Although I received this product as a PDF download, a look at the website indicates it is now available only as a CD-ROM for $19.95. There are seven parts to my download: a cover page, a well-worth-reading six-page introduction, which explains the background story of the product, the four time periods of history resource lists, and binder instructions. Creator Gail Ledbetter suggests putting the pages in a three-ring binder with tab dividers, and giving a separate copy to each child in your family homeschool, which they can take to the library. This enables them to individually pick and choose from, mark up, and add to the list. Since I am used to underlining and annotating my books, this appeals to me. The list of resources should be used in conjunction with a timeline, and it includes resource recommendations for all student ages. The author found this list particularly useful in keeping track of what her high-schooler was reading for transcript purposes, so it can help with necessary record keeping as well.

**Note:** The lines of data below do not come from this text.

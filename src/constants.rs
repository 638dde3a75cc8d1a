//! Copyright (c) 2026, Kirky.X
//!
//! MIT License
//!
//! Centralized configuration constants for Clusteron.
//!
//! This module provides well-documented constants used throughout the library.
//! All magic numbers are defined here with their purpose and usage context.

// ============================================================================
// Sliding Window Constants
// ============================================================================

/// Length of the trailing metric window in milliseconds (1 second).
///
/// Admission decisions compare per-second averages against per-second
/// thresholds, so the default window covers exactly one second.
pub const WINDOW_INTERVAL_MS: u64 = 1000;

/// Number of buckets the metric window is split into.
///
/// More buckets mean smoother sliding behavior at slightly higher
/// bookkeeping cost. Must divide [`WINDOW_INTERVAL_MS`] evenly.
pub const WINDOW_SAMPLE_COUNT: usize = 10;

/// Length of a single window bucket in milliseconds.
pub const WINDOW_BUCKET_LENGTH_MS: u64 = WINDOW_INTERVAL_MS / WINDOW_SAMPLE_COUNT as u64;

// ============================================================================
// Server Flow Constants
// ============================================================================

/// Default global overshoot allowance applied to every flow threshold.
///
/// A factor of 1.0 enforces thresholds exactly; values above 1.0 trade
/// strictness for throughput under bursty fleets.
pub const DEFAULT_EXCEED_FACTOR: f64 = 1.0;

/// Default upper bound on outstanding next-window reservations, expressed
/// as a ratio of the rule threshold.
///
/// Prioritized requests may only reserve future capacity while the pending
/// reservation average stays below `ratio * threshold`.
pub const DEFAULT_MAX_OCCUPY_RATIO: f64 = 1.0;

// ============================================================================
// Hot Parameter Constants
// ============================================================================

/// Maximum number of distinct parameter values tracked per rule.
///
/// Bounds per-rule memory; beyond this the stalest tracked value is evicted.
pub const PARAMS_MAX_CAPACITY: usize = 20_000;

/// Number of entries sampled when looking for the stalest value to evict.
pub const PARAM_EVICTION_SAMPLE: usize = 8;

// ============================================================================
// Validation Constants
// ============================================================================

/// Maximum acquire count accepted in a single token request.
///
/// Prevents a single request from consuming an entire window of quota.
pub const MAX_ACQUIRE_COUNT: u32 = 1_000_000;

/// Maximum client address length (45 characters for IPv6 with port).
///
/// Covers both IPv4 and IPv6 address formats.
pub const MAX_CLIENT_ADDRESS_LENGTH: usize = 45;

/// Wildcard origin a blank `limit_origin` is normalized to.
pub const WILDCARD_LIMIT_ORIGIN: &str = "default";

// ============================================================================
// Batch Attachment Keys
// ============================================================================

/// Attachment key carrying the rule id that failed a batch request.
pub const ATTACHMENT_BLOCKED_RULE_ID: &str = "blocked_rule_id";
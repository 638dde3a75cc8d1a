//! Copyright (c) 2026, Kirky.X
//!
//! MIT License
//!
//! Clusteron - Cluster Admission Control Token Service
//!
//! Lets a fleet of client processes share one global rate/concurrency
//! budget per logical resource instead of each process enforcing only its
//! local fraction of traffic.
//!
//! # API Layers
//!
//! ## Prelude (Quick Start)
//!
//! Use `use clusteron::prelude::*;` to import all commonly used types.
//!
//! ## Core API
//!
//! - [`TokenService`] - Facade routing and batching token requests
//! - [`ServerFlowConfig`] - Server-wide tunables with hot update
//! - [`TokenResult`] / [`TokenStatus`] - Outcome of every admission call
//! - [`ClusterError`] - Error types for the construction surface
//!
//! ## Rules & Registries
//!
//! [`FlowRule`] / [`ParamRule`] pushed as full replacement lists by an
//! external config source; copy-on-write tables own metric lifecycles.
//!
//! ## Checkers
//!
//! QPS admission (with next-window occupation and quota borrowing),
//! hot-parameter admission, and concurrency permit leasing.
//!
//! # Examples
//!
//! ```rust
//! use clusteron::prelude::*;
//!
//! let service = TokenService::new(ServerFlowConfig::default()).unwrap();
//! service.on_flow_rules_updated(vec![FlowRule {
//!     id: 1,
//!     resource: "orders".to_string(),
//!     threshold: 100.0,
//!     threshold_kind: ThresholdKind::Global,
//!     ..FlowRule::default()
//! }]);
//!
//! let result = service.request_token(1, 1, false);
//! assert_eq!(result.status, TokenStatus::Ok);
//! ```
//!
//! # Design Notes
//!
//! - The engine is synchronous: every call is one bounded
//!   read-compute-write on the caller's thread, and `ShouldWait` is
//!   purely advisory.
//! - QPS and hot-parameter paths are statistical (windowed counters,
//!   small overshoot possible under races); only concurrency permits are
//!   a hard guarantee.
//! - Concurrency leases have no expiry: a client that crashes without
//!   releasing leaks its permits.

pub mod concurrency_checker;
pub mod config;
pub mod constants;
pub mod error;
pub mod flow_checker;
pub mod metrics;
pub mod param_checker;
pub mod param_value;
pub mod prelude;
pub mod registry;
pub mod rules;
pub mod token_service;

// 重新导出常用类型
pub use concurrency_checker::{ConcurrencyChecker, TokenLease};
pub use config::ServerFlowConfig;
pub use error::{ClusterError, TokenResult, TokenStatus};
pub use flow_checker::FlowTokenChecker;
pub use metrics::{
    ClusterMetric, ClusterParamMetric, MetricEvent, MetricRegistry, ParamMetricRegistry,
};
pub use param_checker::ParamTokenChecker;
pub use param_value::ParamValue;
pub use registry::{FlowRuleTable, ParamRuleTable};
pub use rules::{FlowRule, ParamRule, ThresholdKind};
pub use token_service::{ServiceStats, ServiceStatsSnapshot, TokenService};
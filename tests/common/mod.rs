//! 测试共用构造器

use clusteron::prelude::*;

/// 以默认配置组装服务
pub fn service() -> TokenService {
    TokenService::new(ServerFlowConfig::default()).unwrap()
}

/// 全局口径的流控规则
pub fn global_flow_rule(id: u64, resource: &str, threshold: f64) -> FlowRule {
    FlowRule {
        id,
        resource: resource.to_string(),
        threshold,
        threshold_kind: ThresholdKind::Global,
        ..FlowRule::default()
    }
}

/// 全局口径的参数规则
pub fn global_param_rule(id: u64, threshold: f64) -> ParamRule {
    ParamRule {
        id,
        param_idx: 1,
        threshold,
        threshold_kind: ThresholdKind::Global,
        cluster: true,
    }
}

/// 装好规则的服务
pub fn service_with_flow_rules(rules: Vec<FlowRule>) -> TokenService {
    let service = service();
    service.on_flow_rules_updated(rules);
    service
}
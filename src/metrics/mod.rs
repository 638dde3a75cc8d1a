//! 集群指标
//!
//! 每条集群流控规则对应一份滑动窗口指标，记录准入过程中的
//! 各类事件；指标的创建与销毁由规则注册表驱动，规则存活期间
//! 有且仅有一份指标。

pub mod param_metric;
pub mod window;

use crate::constants::{WINDOW_INTERVAL_MS, WINDOW_SAMPLE_COUNT};
use dashmap::DashMap;
use serde::{Deserialize, Serialize};
use std::sync::Arc;
use window::{current_time_ms, BucketLeapArray};

pub use param_metric::{ClusterParamMetric, ParamMetricRegistry};

/// 指标事件种类
///
/// 封闭枚举，对应窗口桶内的计数器下标。
#[derive(Debug, Clone, Copy, PartialEq, Eq, Hash, Serialize, Deserialize)]
#[serde(rename_all = "snake_case")]
pub enum MetricEvent {
    /// 放行的令牌数
    Pass,
    /// 拒绝的令牌数
    Block,
    /// 放行的请求数
    PassRequest,
    /// 拒绝的请求数
    BlockRequest,
    /// 优先请求放行的令牌数
    OccupiedPass,
    /// 优先请求拒绝的令牌数
    OccupiedBlock,
    /// 已预占下一窗口的令牌数
    Waiting,
}

impl MetricEvent {
    /// 事件种类总数
    pub const COUNT: usize = 7;

    fn index(self) -> usize {
        self as usize
    }
}

/// 单条规则的集群指标
pub struct ClusterMetric {
    window: BucketLeapArray,
    created_at_ms: u64,
}

impl ClusterMetric {
    /// 以默认窗口参数创建
    pub fn new() -> Self {
        Self::with_window(WINDOW_SAMPLE_COUNT, WINDOW_INTERVAL_MS)
    }

    /// 以指定窗口参数创建
    pub fn with_window(sample_count: usize, interval_ms: u64) -> Self {
        Self {
            window: BucketLeapArray::new(sample_count, interval_ms, MetricEvent::COUNT),
            created_at_ms: current_time_ms(),
        }
    }

    /// 累加事件计数
    pub fn add(&self, event: MetricEvent, weight: u64) {
        self.window.add(event.index(), weight);
    }

    /// 窗口内事件的每秒均值
    pub fn avg(&self, event: MetricEvent) -> f64 {
        self.window.avg(event.index())
    }

    /// 窗口内事件总量
    pub fn sum(&self, event: MetricEvent) -> u64 {
        self.window.sum(event.index())
    }

    /// 尝试预占下一窗口的通过额度
    ///
    /// 仅当本次预占与既有预占之和不超过阈值时成立；成立后记一笔
    /// [`MetricEvent::Waiting`] 并返回距下一窗口的毫秒数（恒为正），
    /// 否则返回 0。
    pub fn try_occupy_next(&self, weight: u32, threshold: f64) -> u64 {
        let now = current_time_ms();
        let reserved = self.window.avg_at(now, MetricEvent::Waiting.index());
        if reserved + weight as f64 <= threshold {
            self.window.add_at(now, MetricEvent::Waiting.index(), weight as u64);
            self.window.ms_to_next_bucket(now).max(1)
        } else {
            0
        }
    }

    /// 指标是否已存在满一个完整窗口
    ///
    /// 刚创建的指标还来不及观测到真实负载，借用判定在此之前
    /// 不信任其数据。
    pub fn observed_full_window(&self) -> bool {
        current_time_ms().saturating_sub(self.created_at_ms) >= self.window.interval_ms()
    }

    /// 窗口总长度（毫秒）
    pub fn interval_ms(&self) -> u64 {
        self.window.interval_ms()
    }
}

impl Default for ClusterMetric {
    fn default() -> Self {
        Self::new()
    }
}

/// 流控指标注册表
///
/// 以规则 id 为键；生命周期操作幂等，键缺失时读取得到哨兵
/// `None` 而非错误。
#[derive(Default)]
pub struct MetricRegistry {
    metrics: DashMap<u64, Arc<ClusterMetric>>,
}

impl MetricRegistry {
    /// 创建空注册表
    pub fn new() -> Self {
        Self::default()
    }

    /// 取出或创建指标
    pub fn get_or_create(&self, flow_id: u64) -> Arc<ClusterMetric> {
        self.metrics
            .entry(flow_id)
            .or_insert_with(|| Arc::new(ClusterMetric::new()))
            .clone()
    }

    /// 取出指标
    pub fn get(&self, flow_id: u64) -> Option<Arc<ClusterMetric>> {
        self.metrics.get(&flow_id).map(|entry| entry.clone())
    }

    /// 移除指标
    pub fn remove(&self, flow_id: u64) {
        self.metrics.remove(&flow_id);
    }

    /// 当前指标数量
    pub fn len(&self) -> usize {
        self.metrics.len()
    }

    /// 是否为空
    pub fn is_empty(&self) -> bool {
        self.metrics.is_empty()
    }
}
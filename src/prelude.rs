//! Prelude module - Commonly used types for quick imports
//!
//! This module re-exports the most commonly used types from Clusteron,
//! allowing users to import them with a single `use clusteron::prelude::*;`
//! statement instead of importing each type individually.

// Core types - always available
pub use crate::config::ServerFlowConfig;
pub use crate::error::{ClusterError, TokenResult, TokenStatus};
pub use crate::token_service::TokenService;

// Rule model
pub use crate::param_value::ParamValue;
pub use crate::rules::{FlowRule, ParamRule, ThresholdKind};

// Metrics
pub use crate::metrics::MetricEvent;

// Concurrency leasing
pub use crate::concurrency_checker::TokenLease;
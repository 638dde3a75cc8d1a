//! 规则模型
//!
//! 定义集群限流规则结构与逐条校验逻辑。规则由外部配置源以
//! 全量列表推送，非法条目在注册表层被丢弃而非中断更新。

use serde::{Deserialize, Serialize};

/// 阈值口径
#[derive(Debug, Clone, Copy, PartialEq, Eq, Serialize, Deserialize)]
#[serde(rename_all = "snake_case")]
pub enum ThresholdKind {
    /// 单机均摊：阈值乘以当前在线客户端数
    AvgLocal,
    /// 全局：阈值即集群总额度
    Global,
}

impl Default for ThresholdKind {
    fn default() -> Self {
        ThresholdKind::AvgLocal
    }
}

/// 流控规则
#[derive(Debug, Clone, PartialEq, Serialize, Deserialize)]
pub struct FlowRule {
    /// 规则 id，全局唯一且为正
    pub id: u64,
    /// 资源名
    pub resource: String,
    /// 来源限定，空白视为通配
    #[serde(default)]
    pub limit_origin: String,
    /// 阈值
    pub threshold: f64,
    /// 阈值口径
    #[serde(default)]
    pub threshold_kind: ThresholdKind,
    /// 引用资源的规则 id，配置后允许向其借用空闲额度
    #[serde(default)]
    pub ref_flow_id: Option<u64>,
    /// 借用权重
    #[serde(default = "default_ref_ratio")]
    pub ref_ratio: f64,
    /// 是否集群模式
    #[serde(default = "default_cluster")]
    pub cluster: bool,
}

fn default_ref_ratio() -> f64 {
    1.0
}

fn default_cluster() -> bool {
    true
}

impl Default for FlowRule {
    fn default() -> Self {
        Self {
            id: 0,
            resource: String::new(),
            limit_origin: String::new(),
            threshold: 0.0,
            threshold_kind: ThresholdKind::default(),
            ref_flow_id: None,
            ref_ratio: 1.0,
            cluster: true,
        }
    }
}

impl FlowRule {
    /// 校验规则
    pub fn validate(&self) -> Result<(), String> {
        if self.id == 0 {
            return Err("规则 id 必须为正".to_string());
        }
        if self.resource.trim().is_empty() {
            return Err("资源名不能为空".to_string());
        }
        if !self.threshold.is_finite() || self.threshold < 0.0 {
            return Err(format!("阈值非法: {}", self.threshold));
        }
        if !self.ref_ratio.is_finite() || self.ref_ratio <= 0.0 {
            return Err(format!("借用权重非法: {}", self.ref_ratio));
        }
        if self.ref_flow_id == Some(self.id) {
            return Err("引用规则不能指向自身".to_string());
        }
        Ok(())
    }

    /// 生效阈值
    ///
    /// `Global` 直接取配置值；`AvgLocal` 乘以在线客户端数，
    /// 客户端数未上报时得 0，规则随之收紧到全拒绝。
    pub fn effective_threshold(&self, connected_client_count: u32) -> f64 {
        match self.threshold_kind {
            ThresholdKind::Global => self.threshold,
            ThresholdKind::AvgLocal => self.threshold * connected_client_count as f64,
        }
    }
}

/// 热点参数规则
#[derive(Debug, Clone, PartialEq, Serialize, Deserialize)]
pub struct ParamRule {
    /// 规则 id，全局唯一且为正
    pub id: u64,
    /// 参数位置，从 1 起
    pub param_idx: i32,
    /// 阈值
    pub threshold: f64,
    /// 阈值口径
    #[serde(default)]
    pub threshold_kind: ThresholdKind,
    /// 是否集群模式
    #[serde(default = "default_cluster")]
    pub cluster: bool,
}

impl Default for ParamRule {
    fn default() -> Self {
        Self {
            id: 0,
            param_idx: 1,
            threshold: 0.0,
            threshold_kind: ThresholdKind::default(),
            cluster: true,
        }
    }
}

impl ParamRule {
    /// 校验规则
    pub fn validate(&self) -> Result<(), String> {
        if self.id == 0 {
            return Err("规则 id 必须为正".to_string());
        }
        if self.param_idx <= 0 {
            return Err(format!("参数位置非法: {}", self.param_idx));
        }
        if !self.threshold.is_finite() || self.threshold < 0.0 {
            return Err(format!("阈值非法: {}", self.threshold));
        }
        Ok(())
    }

    /// 生效阈值，口径同 [`FlowRule::effective_threshold`]
    pub fn effective_threshold(&self, connected_client_count: u32) -> f64 {
        match self.threshold_kind {
            ThresholdKind::Global => self.threshold,
            ThresholdKind::AvgLocal => self.threshold * connected_client_count as f64,
        }
    }
}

The page layout has four headings: Time Period / Title / Author / Level, and the pages are in landscape format. I would have appreciated a column for genre and one for comments, either the author’s or one’s own. However, there is some description added on some listings under the title category. The Time Period heading is a bit of a misnomer, as it also contains the topic or description at times. A nice touch is a quote in red colored type on each page, which is taken from one of the resources listed on that page. Although this isn’t mentioned, I think these would make great copy book entries.
Under the Level heading, there are letters E, M, and/or H indicating whether the title is appropriate for Elementary, Middle, or High school students. One tweak that would make this part of the pages easier to use, and read, is if the single letters were kept in the same column under this heading. If it is a resource all ages would enjoy, EMH appears under this heading, but if it is only suggested for high-schoolers, an H appears where the E was, instead of where the H was. If the locations of the letters were uniform, it would make it easier to scan the pages quickly and find sources for a specific age group.
There are lots of titles I was unfamiliar with, and I appreciated the inclusion of many Shakespeare plays. It helps to know when to include these great works in your history studies. Lots of old movies, and some newer ones, are also listed. Parents are encouraged to use their discretion, especially where videos are concerned.
Literature based homeschoolers who use world history as their spine, whether Charlotte Mason aficionados or those with a classical bent, will appreciate this affordable product and find it most useful.